Required work:
Find all lines in the records that include the word "String", and copy them out.

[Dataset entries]
....

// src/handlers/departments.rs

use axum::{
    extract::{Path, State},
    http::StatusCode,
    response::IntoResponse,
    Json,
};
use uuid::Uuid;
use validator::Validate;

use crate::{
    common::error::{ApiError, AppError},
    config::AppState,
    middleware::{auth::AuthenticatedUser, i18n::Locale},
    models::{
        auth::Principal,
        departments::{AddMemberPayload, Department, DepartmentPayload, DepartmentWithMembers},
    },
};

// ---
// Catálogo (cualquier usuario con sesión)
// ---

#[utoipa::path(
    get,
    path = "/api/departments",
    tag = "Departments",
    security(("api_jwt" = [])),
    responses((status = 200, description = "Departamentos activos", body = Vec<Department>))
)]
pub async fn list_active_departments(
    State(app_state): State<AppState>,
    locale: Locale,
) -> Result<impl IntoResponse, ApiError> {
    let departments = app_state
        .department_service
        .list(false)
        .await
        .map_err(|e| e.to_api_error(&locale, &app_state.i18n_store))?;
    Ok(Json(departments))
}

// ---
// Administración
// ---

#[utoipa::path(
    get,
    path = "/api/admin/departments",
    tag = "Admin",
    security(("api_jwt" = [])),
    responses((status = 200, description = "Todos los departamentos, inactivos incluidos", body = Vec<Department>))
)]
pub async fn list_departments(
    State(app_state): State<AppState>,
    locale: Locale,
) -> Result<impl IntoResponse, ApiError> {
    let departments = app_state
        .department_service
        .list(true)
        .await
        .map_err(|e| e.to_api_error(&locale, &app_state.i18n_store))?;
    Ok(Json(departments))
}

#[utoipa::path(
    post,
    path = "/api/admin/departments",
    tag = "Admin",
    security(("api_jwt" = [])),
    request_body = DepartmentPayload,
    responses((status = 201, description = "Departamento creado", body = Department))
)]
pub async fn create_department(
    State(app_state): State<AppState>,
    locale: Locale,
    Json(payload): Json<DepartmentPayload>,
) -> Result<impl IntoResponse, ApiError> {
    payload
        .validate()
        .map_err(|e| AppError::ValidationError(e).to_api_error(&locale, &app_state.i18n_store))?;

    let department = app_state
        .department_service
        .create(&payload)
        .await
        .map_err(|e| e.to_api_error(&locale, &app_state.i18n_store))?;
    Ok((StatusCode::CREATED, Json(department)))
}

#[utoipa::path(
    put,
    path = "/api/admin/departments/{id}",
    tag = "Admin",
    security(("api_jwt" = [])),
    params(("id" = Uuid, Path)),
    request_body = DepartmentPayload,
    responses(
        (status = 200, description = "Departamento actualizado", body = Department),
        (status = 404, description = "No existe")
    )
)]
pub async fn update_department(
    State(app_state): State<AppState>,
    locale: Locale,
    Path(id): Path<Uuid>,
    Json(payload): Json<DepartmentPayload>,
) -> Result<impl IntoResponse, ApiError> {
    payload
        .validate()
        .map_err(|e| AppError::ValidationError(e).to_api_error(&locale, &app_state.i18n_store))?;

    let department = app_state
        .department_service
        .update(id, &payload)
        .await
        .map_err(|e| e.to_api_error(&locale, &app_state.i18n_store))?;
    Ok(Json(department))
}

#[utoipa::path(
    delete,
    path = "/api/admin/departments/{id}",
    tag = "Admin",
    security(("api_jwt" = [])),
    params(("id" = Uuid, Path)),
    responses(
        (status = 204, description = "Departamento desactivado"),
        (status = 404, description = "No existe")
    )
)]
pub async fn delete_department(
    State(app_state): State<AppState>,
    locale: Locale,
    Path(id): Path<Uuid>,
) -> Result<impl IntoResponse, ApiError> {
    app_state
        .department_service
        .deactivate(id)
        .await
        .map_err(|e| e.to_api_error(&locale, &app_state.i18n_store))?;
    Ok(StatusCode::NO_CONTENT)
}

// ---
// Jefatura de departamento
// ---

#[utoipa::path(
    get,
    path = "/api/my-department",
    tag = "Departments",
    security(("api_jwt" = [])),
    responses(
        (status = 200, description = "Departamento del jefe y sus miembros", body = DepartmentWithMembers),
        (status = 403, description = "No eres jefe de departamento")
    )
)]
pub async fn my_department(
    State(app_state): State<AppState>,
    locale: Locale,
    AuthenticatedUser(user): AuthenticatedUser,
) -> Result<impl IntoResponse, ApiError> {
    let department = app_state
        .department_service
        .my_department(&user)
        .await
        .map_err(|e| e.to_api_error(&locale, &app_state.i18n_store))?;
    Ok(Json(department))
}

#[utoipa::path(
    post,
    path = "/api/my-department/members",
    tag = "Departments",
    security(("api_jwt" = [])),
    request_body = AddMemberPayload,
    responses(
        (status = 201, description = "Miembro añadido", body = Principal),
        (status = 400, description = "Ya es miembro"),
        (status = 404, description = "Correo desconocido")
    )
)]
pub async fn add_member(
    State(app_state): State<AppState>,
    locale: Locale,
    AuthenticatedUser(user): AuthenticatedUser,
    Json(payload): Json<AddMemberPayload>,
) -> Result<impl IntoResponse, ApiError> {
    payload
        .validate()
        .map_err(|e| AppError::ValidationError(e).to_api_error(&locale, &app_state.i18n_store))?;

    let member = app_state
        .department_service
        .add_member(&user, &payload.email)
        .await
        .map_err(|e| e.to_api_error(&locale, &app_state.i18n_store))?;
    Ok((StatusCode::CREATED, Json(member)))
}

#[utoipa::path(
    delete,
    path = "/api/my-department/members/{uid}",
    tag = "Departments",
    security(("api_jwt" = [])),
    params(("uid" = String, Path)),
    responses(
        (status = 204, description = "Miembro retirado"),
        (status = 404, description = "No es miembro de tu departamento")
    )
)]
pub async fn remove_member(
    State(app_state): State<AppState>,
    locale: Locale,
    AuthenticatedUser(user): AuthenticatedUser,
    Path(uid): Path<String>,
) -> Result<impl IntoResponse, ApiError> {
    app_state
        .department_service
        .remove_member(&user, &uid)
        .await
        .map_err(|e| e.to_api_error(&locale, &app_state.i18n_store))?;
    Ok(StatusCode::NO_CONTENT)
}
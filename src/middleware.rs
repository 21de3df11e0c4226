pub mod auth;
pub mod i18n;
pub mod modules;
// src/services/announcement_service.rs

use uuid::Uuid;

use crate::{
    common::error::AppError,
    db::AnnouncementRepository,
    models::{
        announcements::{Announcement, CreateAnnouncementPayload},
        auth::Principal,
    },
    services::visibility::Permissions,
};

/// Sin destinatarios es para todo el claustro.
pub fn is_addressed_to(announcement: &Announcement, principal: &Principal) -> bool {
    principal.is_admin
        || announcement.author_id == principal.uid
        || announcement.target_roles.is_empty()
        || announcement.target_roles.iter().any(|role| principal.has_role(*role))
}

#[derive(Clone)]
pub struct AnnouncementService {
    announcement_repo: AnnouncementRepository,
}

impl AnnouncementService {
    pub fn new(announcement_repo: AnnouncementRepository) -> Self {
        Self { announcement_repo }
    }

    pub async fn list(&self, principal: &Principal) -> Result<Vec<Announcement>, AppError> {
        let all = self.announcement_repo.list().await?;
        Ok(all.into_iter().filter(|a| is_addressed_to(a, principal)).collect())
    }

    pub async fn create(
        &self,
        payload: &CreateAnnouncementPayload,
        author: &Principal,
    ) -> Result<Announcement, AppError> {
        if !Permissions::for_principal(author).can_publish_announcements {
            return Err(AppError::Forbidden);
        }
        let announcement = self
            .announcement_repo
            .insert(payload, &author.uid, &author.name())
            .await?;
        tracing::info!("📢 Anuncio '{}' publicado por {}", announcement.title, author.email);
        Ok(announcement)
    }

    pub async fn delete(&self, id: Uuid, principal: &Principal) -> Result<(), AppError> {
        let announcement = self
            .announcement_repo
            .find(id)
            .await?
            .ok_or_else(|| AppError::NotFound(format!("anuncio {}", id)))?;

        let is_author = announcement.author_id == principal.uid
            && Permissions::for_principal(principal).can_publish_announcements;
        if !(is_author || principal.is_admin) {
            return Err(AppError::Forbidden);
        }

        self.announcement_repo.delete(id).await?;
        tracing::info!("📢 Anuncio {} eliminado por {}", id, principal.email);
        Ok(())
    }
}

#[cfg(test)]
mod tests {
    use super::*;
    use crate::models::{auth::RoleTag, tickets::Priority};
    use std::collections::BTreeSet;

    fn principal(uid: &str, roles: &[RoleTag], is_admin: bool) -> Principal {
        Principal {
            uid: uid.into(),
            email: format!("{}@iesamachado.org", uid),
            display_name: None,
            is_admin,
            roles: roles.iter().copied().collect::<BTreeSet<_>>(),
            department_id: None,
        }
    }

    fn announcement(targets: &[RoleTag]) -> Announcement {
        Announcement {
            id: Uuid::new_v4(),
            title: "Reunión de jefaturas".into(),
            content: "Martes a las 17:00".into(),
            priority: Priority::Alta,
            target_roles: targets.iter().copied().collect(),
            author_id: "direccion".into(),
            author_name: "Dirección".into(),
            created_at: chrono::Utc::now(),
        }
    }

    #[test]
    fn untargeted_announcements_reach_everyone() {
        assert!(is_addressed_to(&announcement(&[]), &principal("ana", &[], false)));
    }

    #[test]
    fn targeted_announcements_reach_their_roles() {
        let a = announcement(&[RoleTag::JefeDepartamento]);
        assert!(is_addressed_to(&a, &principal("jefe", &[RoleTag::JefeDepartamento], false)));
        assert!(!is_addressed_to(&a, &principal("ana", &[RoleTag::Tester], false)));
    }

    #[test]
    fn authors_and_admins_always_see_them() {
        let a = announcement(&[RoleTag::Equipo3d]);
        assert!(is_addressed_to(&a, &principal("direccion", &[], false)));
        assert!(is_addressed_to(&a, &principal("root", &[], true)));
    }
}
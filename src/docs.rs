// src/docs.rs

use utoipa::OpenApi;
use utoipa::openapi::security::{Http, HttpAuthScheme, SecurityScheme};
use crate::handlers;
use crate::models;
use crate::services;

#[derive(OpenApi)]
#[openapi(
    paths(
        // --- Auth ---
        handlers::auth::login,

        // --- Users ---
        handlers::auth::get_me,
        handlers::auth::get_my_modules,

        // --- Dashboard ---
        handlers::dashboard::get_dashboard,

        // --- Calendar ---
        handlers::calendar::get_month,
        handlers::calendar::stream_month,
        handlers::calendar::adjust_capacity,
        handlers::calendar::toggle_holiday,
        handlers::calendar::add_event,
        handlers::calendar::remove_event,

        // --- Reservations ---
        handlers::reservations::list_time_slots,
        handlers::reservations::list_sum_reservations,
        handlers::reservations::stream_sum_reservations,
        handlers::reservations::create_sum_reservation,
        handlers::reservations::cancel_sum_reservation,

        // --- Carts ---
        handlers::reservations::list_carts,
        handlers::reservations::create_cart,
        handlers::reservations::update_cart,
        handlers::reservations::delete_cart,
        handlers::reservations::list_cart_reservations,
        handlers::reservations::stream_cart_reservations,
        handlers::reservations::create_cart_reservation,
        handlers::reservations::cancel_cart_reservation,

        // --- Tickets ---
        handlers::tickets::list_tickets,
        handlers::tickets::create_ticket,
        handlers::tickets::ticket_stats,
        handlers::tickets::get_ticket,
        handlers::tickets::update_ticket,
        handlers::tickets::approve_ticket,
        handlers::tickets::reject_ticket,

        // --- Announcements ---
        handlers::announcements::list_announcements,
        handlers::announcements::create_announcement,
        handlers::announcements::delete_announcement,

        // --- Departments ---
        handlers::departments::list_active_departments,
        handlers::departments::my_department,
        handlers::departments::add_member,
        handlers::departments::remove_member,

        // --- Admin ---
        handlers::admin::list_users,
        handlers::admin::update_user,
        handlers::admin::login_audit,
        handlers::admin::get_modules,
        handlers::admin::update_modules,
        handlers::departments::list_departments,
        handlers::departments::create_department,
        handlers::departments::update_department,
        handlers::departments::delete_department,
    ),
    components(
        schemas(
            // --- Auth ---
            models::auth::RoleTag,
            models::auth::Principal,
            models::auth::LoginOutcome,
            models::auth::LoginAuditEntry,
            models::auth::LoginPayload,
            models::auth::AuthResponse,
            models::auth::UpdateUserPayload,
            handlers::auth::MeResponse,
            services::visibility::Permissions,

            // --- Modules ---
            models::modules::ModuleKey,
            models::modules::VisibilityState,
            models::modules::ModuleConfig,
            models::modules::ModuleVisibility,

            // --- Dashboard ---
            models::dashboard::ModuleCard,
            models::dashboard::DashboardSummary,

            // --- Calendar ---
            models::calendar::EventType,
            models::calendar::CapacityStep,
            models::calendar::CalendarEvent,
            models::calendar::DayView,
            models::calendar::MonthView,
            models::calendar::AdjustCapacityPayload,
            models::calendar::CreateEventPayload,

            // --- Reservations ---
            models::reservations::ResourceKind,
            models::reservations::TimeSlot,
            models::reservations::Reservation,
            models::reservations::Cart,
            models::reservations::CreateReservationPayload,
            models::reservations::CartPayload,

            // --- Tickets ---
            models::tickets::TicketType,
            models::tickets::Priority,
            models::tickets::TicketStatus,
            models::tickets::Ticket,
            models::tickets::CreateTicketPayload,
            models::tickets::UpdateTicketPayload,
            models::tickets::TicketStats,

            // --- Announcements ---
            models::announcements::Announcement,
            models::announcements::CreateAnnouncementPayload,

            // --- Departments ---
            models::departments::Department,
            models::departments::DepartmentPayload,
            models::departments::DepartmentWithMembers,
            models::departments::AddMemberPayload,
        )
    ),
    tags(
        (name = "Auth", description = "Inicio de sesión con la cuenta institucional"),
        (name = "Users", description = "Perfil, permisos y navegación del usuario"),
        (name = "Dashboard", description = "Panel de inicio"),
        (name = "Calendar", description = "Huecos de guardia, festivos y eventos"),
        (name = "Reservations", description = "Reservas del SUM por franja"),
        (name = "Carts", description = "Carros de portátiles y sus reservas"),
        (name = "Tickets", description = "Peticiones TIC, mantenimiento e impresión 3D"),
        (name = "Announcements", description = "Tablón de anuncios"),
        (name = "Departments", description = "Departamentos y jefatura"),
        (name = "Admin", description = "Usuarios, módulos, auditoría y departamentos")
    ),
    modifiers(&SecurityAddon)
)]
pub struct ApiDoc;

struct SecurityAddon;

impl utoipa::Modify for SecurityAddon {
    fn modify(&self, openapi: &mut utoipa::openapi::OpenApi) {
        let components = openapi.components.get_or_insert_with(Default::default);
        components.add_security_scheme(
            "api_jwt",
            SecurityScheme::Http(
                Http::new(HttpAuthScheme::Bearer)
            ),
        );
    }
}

....

Result for this task:
    params(("uid" = String, Path)),
    Path(uid): Path<String>,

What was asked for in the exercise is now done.